Jay Friedman is a partner and the president of Goodway group.
Social issues are central to public and professional discourse. Employees care more now that their company has conversations about current events, placing a significantly higher value on working for organizations that care about and address social issues with care.
According to the Special Report Edelman Trust Barometer 202170% of employees want to work for a company that reflects their values and has a CEO who addresses the issues they care about. However, as discussions about companies’ perspectives on prominent and sensitive social issues have reached a fever pitch, leaders now face the seemingly impossible task of unifying a workforce and customer base.
So, how should leaders tackle sensitive societal issues? Here are two key strategies they can use to determine when and how to speak.
Lead with empathy
Many executives believe that the only way to be an empathetic leader is to make sure their voice is loudest. However, the job of a true leader is to recognize the voice of every employee and customer and then unite both groups around common causes and goals.
That doesn’t mean executives have to sit through the conversation completely. Instead, they should follow a tailored strategy to tackle a topic. At Goodway Group we follow this framework:
• Determine the importance of the topic for the team. Before tackling a social problem, consider whether it is worth talking to employees. Is the topic something that concerns a significant number of employees? If so, you’ll want to tackle it.
• Prioritize diversity, inclusion and belonging. Taking on a position that supports as diverse a workforce as possible and recognizes everyone’s different value systems is the best approach to sensitive issues. As leaders, it is important to support diversity in mind rather than take sides. By adopting a mindset that fosters a sense of belonging among employees, leaders can ensure they approach social topics consistently.
• Involve employees in decision-making. Giving team members a say in how companies approach sensitive topics is vital. At Goodway Group, we established the Goodway Group Council, a roundtable of frontline employee representatives who address issues that affect our people. When something tacky or unclear comes up, we use this group to get instant feedback from employees and learn more about their perspectives. By giving employees the space to share what’s important, companies know how to best support them.
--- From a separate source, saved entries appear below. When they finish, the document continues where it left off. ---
use super::{Generator, ScaffoldCategory};
use crate::error::{CodegenError, Result};
use crate::model::{to_snake_case, EnumDef, ResourceDef, ServiceModel, TypeDef};
use minijinja::{Environment, UndefinedBehavior};
use once_cell::sync::Lazy;
use regex::Regex;
use serde::Serialize;
use std::fs;
use std::path::Path;
use tracing::debug;

/// Templates that must exist in the template directory, relative to it
pub const REQUIRED_TEMPLATES: [&str; 7] = [
    "apis/crd.go.tpl",
    "apis/types.go.tpl",
    "apis/enums.go.tpl",
    "apis/groupversion_info.go.tpl",
    "apis/doc.go.tpl",
    "pkg/resource/manager.go.tpl",
    "pkg/resource/sdk.go.tpl",
];

const RESOURCE_TEMPLATE: &str = "apis/crd.go.tpl";

/// Column generated doc comments are wrapped at
const DOC_WIDTH: usize = 77;

static HTML_TAG: Lazy<Regex> =
    Lazy::new(|| Regex::new(r"<[^>]+>").expect("HTML tag regex should be valid"));

/// Values every template sees
#[derive(Serialize)]
struct PackageContext<'a> {
    service: &'a str,
    service_full_name: &'a str,
    service_id: &'a str,
    version_date: &'a str,
    api_version: &'a str,
    api_group: &'a str,
    doc: Option<&'a str>,
    resources: &'a [ResourceDef],
    type_defs: &'a [TypeDef],
    enum_defs: &'a [EnumDef],
}

/// Values a per-resource template sees
#[derive(Serialize)]
struct ResourceContext<'a> {
    #[serde(flatten)]
    package: PackageContext<'a>,
    resource: &'a ResourceDef,
    category: Option<&'static str>,
}

/// Generator handle backed by a service model and a directory of minijinja templates
pub struct TemplateGenerator {
    env: Environment<'static>,
    model: ServiceModel,
    api_version: String,
    api_group: String,
}

impl std::fmt::Debug for TemplateGenerator {
    fn fmt(&self, f: &mut std::fmt::Formatter<'_>) -> std::fmt::Result {
        f.debug_struct("TemplateGenerator")
            .field("service", &self.model.service)
            .field("api_version", &self.api_version)
            .field("api_group", &self.api_group)
            .finish_non_exhaustive()
    }
}

impl TemplateGenerator {
    /// Build a handle, loading and compiling every required template.
    ///
    /// # Errors
    ///
    /// Returns [`CodegenError::HandleConstruction`] if `api_version` is empty
    /// or a required template is missing or does not compile.
    pub fn new(
        model: ServiceModel,
        api_version: &str,
        api_group: String,
        template_dir: &Path,
    ) -> Result<Self> {
        if api_version.trim().is_empty() {
            return Err(CodegenError::handle(
                "api version must not be empty",
                "empty api version",
            ));
        }

        let mut env = Environment::new();
        env.set_undefined_behavior(UndefinedBehavior::Strict);
        env.set_trim_blocks(true);
        env.set_lstrip_blocks(true);
        env.set_keep_trailing_newline(true);
        env.add_filter("go_doc", go_doc);
        env.add_filter("snake", |s: String| to_snake_case(&s));

        for name in REQUIRED_TEMPLATES {
            let path = template_dir.join(name);
            let source = fs::read_to_string(&path).map_err(|e| {
                CodegenError::handle(format!("missing template {}", path.display()), e)
            })?;
            env.add_template_owned(name, source)
                .map_err(|e| CodegenError::handle(format!("cannot compile template {name}"), e))?;
        }
        debug!(template_dir = %template_dir.display(), "Loaded templates");

        Ok(Self {
            env,
            model,
            api_version: api_version.to_string(),
            api_group,
        })
    }

    fn package_context(&self) -> PackageContext<'_> {
        PackageContext {
            service: &self.model.service,
            service_full_name: &self.model.service_full_name,
            service_id: &self.model.service_id,
            version_date: &self.model.version_date,
            api_version: &self.api_version,
            api_group: &self.api_group,
            doc: self.model.doc.as_deref(),
            resources: &self.model.resources,
            type_defs: &self.model.type_defs,
            enum_defs: &self.model.enum_defs,
        }
    }

    fn render<S: Serialize>(&self, name: &str, ctx: S) -> Result<Vec<u8>> {
        let tmpl = self
            .env
            .get_template(name)
            .map_err(|e| CodegenError::render(format!("template {name}"), e))?;
        let out = tmpl
            .render(ctx)
            .map_err(|e| CodegenError::render(format!("template {name}"), e))?;
        Ok(out.into_bytes())
    }
}

impl Generator for TemplateGenerator {
    fn resources(&self) -> Result<Vec<ResourceDef>> {
        Ok(self.model.resources.clone())
    }

    fn type_defs(&self) -> Result<Vec<TypeDef>> {
        Ok(self.model.type_defs.clone())
    }

    fn enum_defs(&self) -> Result<Vec<EnumDef>> {
        Ok(self.model.enum_defs.clone())
    }

    fn render_resource_file(&self, resource: &ResourceDef) -> Result<Vec<u8>> {
        self.render(
            RESOURCE_TEMPLATE,
            ResourceContext {
                package: self.package_context(),
                resource,
                category: None,
            },
        )
    }

    fn render_api_file(&self, name: &str) -> Result<Vec<u8>> {
        self.render(&format!("apis/{name}.go.tpl"), self.package_context())
    }

    fn render_resource_package_file(
        &self,
        resource: &ResourceDef,
        category: ScaffoldCategory,
    ) -> Result<Vec<u8>> {
        self.render(
            &format!("pkg/resource/{category}.go.tpl"),
            ResourceContext {
                package: self.package_context(),
                resource,
                category: Some(category.as_str()),
            },
        )
    }
}

/// Turn model documentation (HTML fragments) into wrapped `//` comment lines,
/// each prefixed with `indent`.
fn go_doc(value: Option<String>, indent: Option<String>) -> String {
    let indent = indent.unwrap_or_default();
    let Some(text) = value else {
        return String::new();
    };
    let plain = HTML_TAG.replace_all(&text, " ");
    let mut lines = Vec::new();
    let mut current = String::new();
    for word in plain.split_whitespace() {
        if !current.is_empty() && current.len() + 1 + word.len() > DOC_WIDTH {
            lines.push(std::mem::take(&mut current));
        }
        if !current.is_empty() {
            current.push(' ');
        }
        current.push_str(word);
    }
    if !current.is_empty() {
        lines.push(current);
    }
    lines
        .iter()
        .map(|l| format!("{indent}// {l}"))
        .collect::<Vec<_>>()
        .join("\n")
}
Provide real support to your employees
Successfully addressing controversial issues with authenticity and care requires action. Without a clear plan, employees may feel that companies are just virtue signaling, or taking a stand to appear trendy. So it’s important that companies clearly communicate what they stand for and how they approach activism.
Take the pandemic, for example. During this time, topics surrounding mental health and childcare quickly became a global priority. There was a deluge of public comments from leaders about how companies would change their business models to minimize burnout and provide flexibility. However, it was vital that these statements were more than words. Employees expected leaders to deliver on these commitments for adequate support.
When large-scale social issues impact workforces, leaders need to think about initiatives and programs that address them effectively. This may include providing unlimited free time, access to informal care and other forms of support. Prioritizing real, meaningful action is more important to employee satisfaction than a huge, but ultimately empty, public statement.
Approaching sensitive social issues with compassion is impossible without taking tangible steps to resolve or minimize their effects. Leaders must assess on a case-by-case basis how to respond and then act. A neutral, standard approach weakens leaders’ credibility and can often detract from the problem. In addition, if the confirmation does not appear authentic, there is a risk that it will negatively affect employee morale and consumer confidence. Leaders who truly care about these issues need to be strategic and thoughtful in their approach, with one goal in mind: to make a meaningful impact.